I do not mean at all to dismiss the value of being more aware of physical sensations occurring in one’s body. There have been many times when it has been helpful for me to identify the physical sensations that accompany various emotions. And of course, responding to the physical sensations of hunger can be a major component of eating disorder recovery.

However, I sometimes feel that an emphasis on identifying and responding to one’s physical sensations can lead to a dismissal of or trivialization of emotions, feelings and needs that are not physically discernible.

Many conventional approaches to eating disorder treatment focus on teaching patients to identify physical sensations of hunger and responding to that, rather than emotional or mental hunger. The physical body (i.e. the organs from the neck down) is seen as the “true self” that needs to be closely monitored; the mind (i.e. the brain) is seen as a nuisance and interference that distorts the needs and desires of this true self.

For me personally, this has perpetuated some of the same rigid and obsessive thinking that contributed to my eating disorder in the first place. The physical sensations I felt became something I needed to monitor, analyze and discern. On the other hand, I felt my emotional and mental desires for food were not valid.

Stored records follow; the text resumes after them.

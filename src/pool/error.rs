//! Worker pool error types

use thiserror::Error;

/// Errors returned by [`WorkerPool`](super::WorkerPool) operations.
#[derive(Debug, Clone, PartialEq, Eq, Error)]
#[non_exhaustive]
pub enum PoolError {
    /// The pool is stopping and accepts no new work
    #[error("worker pool is shutting down")]
    ShuttingDown,

    /// The pool configuration is unusable
    #[error("invalid pool configuration: {message}")]
    InvalidConfig {
        /// Description of the offending setting
        message: String,
    },

    /// The operating system refused to start a worker thread
    #[error("failed to spawn worker thread: {message}")]
    SpawnFailed {
        /// Underlying I/O error message
        message: String,
    },
}

/// Why a task produced no value.
#[derive(Debug, Clone, PartialEq, Eq, Error)]
#[non_exhaustive]
pub enum TaskError {
    /// The task panicked; carries the panic message
    #[error("task panicked: {0}")]
    Panicked(String),

    /// The task was never run because the pool shut down first
    #[error("task was cancelled before it ran")]
    Cancelled,
}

I remember one group session in which we learned it was important to discern our physical cravings for food from our mental or emotional desires for food. If we wanted a burger because our physical body (i.e. organs below the neck) craved one, by all means, we should go ahead. But if we wanted a burger because we just heard our friend or family member rant about how McDonald’s is making everyone fat and disgusting and bringing about the destruction of America, and we wanted to rebel against that by eating a burger, it means we didn’t actually want the burger — only our minds did. To me, this felt incredibly invalidating. Were my anti-diet culture, anti-sizeism values not a legitimate part of me that could influence my desires for food and hunger levels in a valid way?

Similarly, when recounting traumatic experiences of abusive body shaming and food shaming, I have been asked to focus on where the emotions feel in my body. “The story doesn’t matter,” I have heard clinicians and peers say. When analyzing the ways that patriarchy, white supremacy and other forms of structural oppression may have contributed to my experiences, I have been told that I’m “stuck in my head.”

“You’re making this top cognitive,” some of my peers have said. “You need to be more embodied.” This has felt invalidating and dismissing of the cultural and interpersonal factors that play a role in my experience; while those factors may not always be physically felt or measurable, they are very real.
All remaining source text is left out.